II - Catharsis is a term in dramatic art that describes the effect of tragedy (or comedy and quite possibly other artistic forms) principally on the audience (although some have speculated on characters in the drama as well). Nowhere does Aristotle explain the meaning of "catharsis" as he is using that term in the definition of tragedy in the Poetics (1449b21-28). G.F. Else argues that traditional, widely held interpretations of catharsis as "purification" or "purgation" have no basis in the text of the Poetics, but are derived from the use of catharsis in other Aristotelian and non-Aristotelian contexts. For this reason, a number of diverse interpretations of the meaning of this term have arisen. The term is often discussed along with Aristotle's concept of anagnorisis.

D.W. Lucas, in an authoritative edition of the Poetics, comprehensively covers the various nuances inherent in the meaning of the term in an Appendix devoted to "Pity, Fear, and Katharsis". Lucas recognizes the possibility of catharsis bearing some aspect of the meaning of "purification, purgation, and 'intellectual clarification'" although his discussion of these terms is not always, or perhaps often, in the precise form with which other influential scholars have treated them. Lucas himself does not accept any one of these interpretations as his own but adopts a rather different one based on "the Greek doctrine of Humours" which has not received wide subsequent acceptance. Purgation and purification, used in previous centuries, as the common interpretations of catharsis are still in wide use today. More recently, in the twentieth century, the interpretation of catharsis as "intellectual clarification" has arisen as a rival to the older views in describing the effect of catharsis on members of the audience;

III - In his works prior to Poetics, Aristotle had used the term catharsis purely in its medical sense (usually referring to the evacuation of the katamenia—the menstrual fluid or other reproductive material). Here, however, he employs it as a medical metaphor. F. L. Lucas maintains, therefore, that purification and cleansing are not proper translations for catharsis; that it should rather be rendered as purgation. "It is the human soul that is purged of its excessive passions." Gerald F. Else made the following argument against the "purgation" theory: "It presupposes that we come to the tragic drama (unconsciously, if you will) as patients to be cured, relieved, restored to psychic health. But there is not a word to support this in the "Poetics", not a hint that the end of drama is to cure or alleviate pathological states. On the contrary it is evident in every line of the work that Aristotle is presupposing "normal" auditors, normal states of mind and feeling, normal emotional and aesthetic experience."
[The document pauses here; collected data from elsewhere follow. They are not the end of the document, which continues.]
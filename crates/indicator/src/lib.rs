// In crates/indicator/src/lib.rs

//! The trend signal core.
//!
//! [`condition`] decides, for a single candle, whether its close broke out of
//! the volatility-displaced moving-average band. [`engine::SignalEngine`]
//! watches for the bar where that condition flips on and only then fixes a new
//! entry, stop-loss and target ladder.

pub mod condition;
pub mod engine;
pub mod types;

pub use condition::{band, evaluate, true_range, volatility};
pub use engine::{Recompute, SignalEngine, TriggerCause};
pub use types::{Band, Condition, SignalState, Trend, TrendSettings};

/// Damping applied to the average true range before it is used to widen the band.
pub const VOLATILITY_DAMPING: f64 = 0.3;

/// Take-profit offsets, in multiples of the volatility estimate.
pub const TARGET_STEPS: [f64; 3] = [5.0, 10.0, 15.0];

#[cfg(test)]
pub(crate) mod test_support {
    use core_types::Candle;

    /// A candle with `open = high = low = close = price`.
    pub fn flat(time: i64, price: f64) -> Candle {
        Candle {
            time,
            open: price,
            high: price,
            low: price,
            close: price,
            volume: 1000.0,
        }
    }

    /// `count` flat candles at `price`, one minute apart.
    pub fn flat_history(count: usize, price: f64) -> Vec<Candle> {
        (0..count).map(|i| flat(i as i64 * 60, price)).collect()
    }

    /// Appends a candle with the given range, opening at the previous close.
    pub fn push(history: &mut Vec<Candle>, high: f64, low: f64, close: f64) {
        let (time, open) = history
            .last()
            .map(|c| (c.time + 60, c.close))
            .unwrap_or((0, close));
        history.push(Candle {
            time,
            open,
            high,
            low,
            close,
            volume: 1000.0,
        });
    }

    pub fn assert_approx(actual: f64, expected: f64) {
        assert!(
            (actual - expected).abs() < 1e-9,
            "assert_approx failed: actual={actual}, expected={expected}"
        );
    }
}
Lessing sidesteps the medical attribution. He translates catharsis as a purification, an experience that brings pity and fear into their proper balance: "In real life," he explained, "men are sometimes too much addicted to pity or fear, sometimes too little; tragedy brings them back to a virtuous and happy mean." Tragedy is then a corrective; through watching tragedy, the audience learns how to feel these emotions at proper levels;

IV - In the twentieth century a paradigm shift took place in the interpretation of catharsis with a number of scholars contributing to the argument in support of the intellectual clarification concept. The following works can be usefully consulted in this regard: L. Golden, "Aristotle on Tragic and Comic Mimesis," Atlanta, 1992, S. Halliwell, "Aristotle's Poetics," London, 1986, D. Keesey, "On Some Recent Interpretations of Catharsis, "The Classical World", (1979) 72.4, 193-205. The clarification theory of catharsis would be fully consistent, as other interpretations are not, with Aristotle's argument in chapter 4 of the Poetics (1448b4-17) that the essential pleasure of mimesis is the intellectual pleasure of "learning and inference".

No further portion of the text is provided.